TASK REQUIREMENTS: Would you please transcribe the entire listing exactly?

DATA FOR ANALYSIS:
//! Open Exchange Rates (openexchangerates.org) rate provider.
//!
//! Rates are always published against USD; cross rates for other bases are
//! derived by the caller through the pivot. Errors come back with a non-2xx
//! status and `{"error": true, "message": ..., "description": ...}`.

use crate::core::error::{RateError, Result};
use crate::core::mapper::ProviderEnvelope;
use crate::core::rates::{HistoricalRate, RateProvider, RateSet};
use crate::providers::http::{build_client, build_url, get_mapped};
use async_trait::async_trait;
use chrono::{DateTime, NaiveDate, Utc};
use serde::Deserialize;
use std::collections::BTreeMap;
use std::time::Duration;
use tracing::instrument;

pub const DEFAULT_BASE_URL: &str = "https://openexchangerates.org/api";
const PIVOT: &str = "USD";
const KEY_PARAM: &str = "app_id";

pub struct OpenExchangeProvider {
    base_url: String,
    app_id: String,
    client: reqwest::Client,
}

impl OpenExchangeProvider {
    pub fn new(base_url: &str, app_id: &str, timeout: Duration) -> Result<Self> {
        Ok(OpenExchangeProvider {
            base_url: base_url.to_string(),
            app_id: app_id.to_string(),
            client: build_client(timeout)?,
        })
    }

    async fn fetch_rates(&self, endpoint: &str, targets: &[String]) -> Result<RateSet> {
        let symbols = targets.join(",");
        let url = build_url(
            &self.base_url,
            endpoint,
            &[
                (KEY_PARAM, self.app_id.as_str()),
                ("symbols", symbols.as_str()),
            ],
        )?;
        get_mapped::<RatesEnvelope>(&self.client, url, KEY_PARAM).await
    }
}

#[derive(Debug, Deserialize)]
struct OxrError {
    error: bool,
    message: Option<String>,
    description: Option<String>,
}

impl OxrError {
    fn message(&self) -> Option<String> {
        if !self.error {
            return None;
        }
        Some(
            self.description
                .clone()
                .or_else(|| self.message.clone())
                .unwrap_or_else(|| "Unknown provider error".to_string()),
        )
    }
}

#[derive(Debug, Deserialize)]
#[serde(untagged)]
enum CurrenciesEnvelope {
    Error(OxrError),
    Currencies(BTreeMap<String, String>),
}

impl ProviderEnvelope for CurrenciesEnvelope {
    type Payload = Vec<String>;

    fn provider_error(&self) -> Option<String> {
        match self {
            CurrenciesEnvelope::Error(e) => e.message(),
            CurrenciesEnvelope::Currencies(_) => None,
        }
    }

    fn into_payload(self) -> Option<Vec<String>> {
        match self {
            CurrenciesEnvelope::Currencies(map) if !map.is_empty() => {
                Some(map.into_keys().collect())
            }
            _ => None,
        }
    }
}

#[derive(Debug, Deserialize)]
struct RatesEnvelope {
    timestamp: Option<i64>,
    base: Option<String>,
    rates: Option<BTreeMap<String, f64>>,
    #[serde(default)]
    error: bool,
    message: Option<String>,
    description: Option<String>,
}

impl ProviderEnvelope for RatesEnvelope {
    type Payload = RateSet;

    fn provider_error(&self) -> Option<String> {
        OxrError {
            error: self.error,
            message: self.message.clone(),
            description: self.description.clone(),
        }
        .message()
    }

    fn into_payload(self) -> Option<RateSet> {
        let rates = self.rates?;
        let timestamp = self
            .timestamp
            .and_then(|ts| DateTime::from_timestamp(ts, 0))
            .unwrap_or_else(Utc::now);
        let base = self.base.unwrap_or_else(|| PIVOT.to_string());
        Some(RateSet::new(timestamp, &base, rates))
    }
}

#[async_trait]
impl RateProvider for OpenExchangeProvider {
    fn name(&self) -> &'static str {
        "open_exchange"
    }

    fn base_currency(&self) -> &str {
        PIVOT
    }

    #[instrument(name = "OxrCurrencies", skip(self))]
    async fn list_currencies(&self) -> Result<Vec<String>> {
        let url = build_url(&self.base_url, "currencies.json", &[])?;
        get_mapped::<CurrenciesEnvelope>(&self.client, url, KEY_PARAM).await
    }

    #[instrument(name = "OxrLatest", skip(self))]
    async fn get_current_rate(&self, _base: &str, targets: &[String]) -> Result<RateSet> {
        self.fetch_rates("latest.json", targets).await
    }

    #[instrument(name = "OxrHistorical", skip(self), fields(date = %date))]
    async fn get_historical_rate(
        &self,
        date: NaiveDate,
        base: &str,
        targets: &[String],
    ) -> Result<HistoricalRate> {
        let target = targets
            .first()
            .ok_or_else(|| RateError::Unexpected("No target currency requested".to_string()))?;
        let endpoint = format!("historical/{}.json", date.format("%Y-%m-%d"));
        let set = self.fetch_rates(&endpoint, targets).await?;
        Ok(HistoricalRate {
            date,
            base: base.to_string(),
            target: target.clone(),
            rate: set.cross_rate(base, target)?,
        })
    }
}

RESULT OF THIS EXERCISE:
//! Open Exchange Rates (openexchangerates.org) rate provider.
//!
//! Rates are always published against USD; cross rates for other bases are
//! derived by the caller through the pivot. Errors come back with a non-2xx
//! status and `{"error": true, "message": ..., "description": ...}`.

use crate::core::error::{RateError, Result};
use crate::core::mapper::ProviderEnvelope;
use crate::core::rates::{HistoricalRate, RateProvider, RateSet};
use crate::providers::http::{build_client, build_url, get_mapped};
use async_trait::async_trait;
use chrono::{DateTime, NaiveDate, Utc};
use serde::Deserialize;
use std::collections::BTreeMap;
use std::time::Duration;
use tracing::instrument;

pub const DEFAULT_BASE_URL: &str = "https://openexchangerates.org/api";
const PIVOT: &str = "USD";
const KEY_PARAM: &str = "app_id";

pub struct OpenExchangeProvider {
    base_url: String,
    app_id: String,
    client: reqwest::Client,
}

impl OpenExchangeProvider {
    pub fn new(base_url: &str, app_id: &str, timeout: Duration) -> Result<Self> {
        Ok(OpenExchangeProvider {
            base_url: base_url.to_string(),
            app_id: app_id.to_string(),
            client: build_client(timeout)?,
        })
    }

    async fn fetch_rates(&self, endpoint: &str, targets: &[String]) -> Result<RateSet> {
        let symbols = targets.join(",");
        let url = build_url(
            &self.base_url,
            endpoint,
            &[
                (KEY_PARAM, self.app_id.as_str()),
                ("symbols", symbols.as_str()),
            ],
        )?;
        get_mapped::<RatesEnvelope>(&self.client, url, KEY_PARAM).await
    }
}

#[derive(Debug, Deserialize)]
struct OxrError {
    error: bool,
    message: Option<String>,
    description: Option<String>,
}

impl OxrError {
    fn message(&self) -> Option<String> {
        if !self.error {
            return None;
        }
        Some(
            self.description
                .clone()
                .or_else(|| self.message.clone())
                .unwrap_or_else(|| "Unknown provider error".to_string()),
        )
    }
}

#[derive(Debug, Deserialize)]
#[serde(untagged)]
enum CurrenciesEnvelope {
    Error(OxrError),
    Currencies(BTreeMap<String, String>),
}

impl ProviderEnvelope for CurrenciesEnvelope {
    type Payload = Vec<String>;

    fn provider_error(&self) -> Option<String> {
        match self {
            CurrenciesEnvelope::Error(e) => e.message(),
            CurrenciesEnvelope::Currencies(_) => None,
        }
    }

    fn into_payload(self) -> Option<Vec<String>> {
        match self {
            CurrenciesEnvelope::Currencies(map) if !map.is_empty() => {
                Some(map.into_keys().collect())
            }
            _ => None,
        }
    }
}

#[derive(Debug, Deserialize)]
struct RatesEnvelope {
    timestamp: Option<i64>,
    base: Option<String>,
    rates: Option<BTreeMap<String, f64>>,
    #[serde(default)]
    error: bool,
    message: Option<String>,
    description: Option<String>,
}

impl ProviderEnvelope for RatesEnvelope {
    type Payload = RateSet;

    fn provider_error(&self) -> Option<String> {
        OxrError {
            error: self.error,
            message: self.message.clone(),
            description: self.description.clone(),
        }
        .message()
    }

    fn into_payload(self) -> Option<RateSet> {
        let rates = self.rates?;
        let timestamp = self
            .timestamp
            .and_then(|ts| DateTime::from_timestamp(ts, 0))
            .unwrap_or_else(Utc::now);
        let base = self.base.unwrap_or_else(|| PIVOT.to_string());
        Some(RateSet::new(timestamp, &base, rates))
    }
}

#[async_trait]
impl RateProvider for OpenExchangeProvider {
    fn name(&self) -> &'static str {
        "open_exchange"
    }

    fn base_currency(&self) -> &str {
        PIVOT
    }

    #[instrument(name = "OxrCurrencies", skip(self))]
    async fn list_currencies(&self) -> Result<Vec<String>> {
        let url = build_url(&self.base_url, "currencies.json", &[])?;
        get_mapped::<CurrenciesEnvelope>(&self.client, url, KEY_PARAM).await
    }

    #[instrument(name = "OxrLatest", skip(self))]
    async fn get_current_rate(&self, _base: &str, targets: &[String]) -> Result<RateSet> {
        self.fetch_rates("latest.json", targets).await
    }

    #[instrument(name = "OxrHistorical", skip(self), fields(date = %date))]
    async fn get_historical_rate(
        &self,
        date: NaiveDate,
        base: &str,
        targets: &[String],
    ) -> Result<HistoricalRate> {
        let target = targets
            .first()
            .ok_or_else(|| RateError::Unexpected("No target currency requested".to_string()))?;
        let endpoint = format!("historical/{}.json", date.format("%Y-%m-%d"));
        let set = self.fetch_rates(&endpoint, targets).await?;
        Ok(HistoricalRate {
            date,
            base: base.to_string(),
            target: target.clone(),
            rate: set.cross_rate(base, target)?,
        })
    }
}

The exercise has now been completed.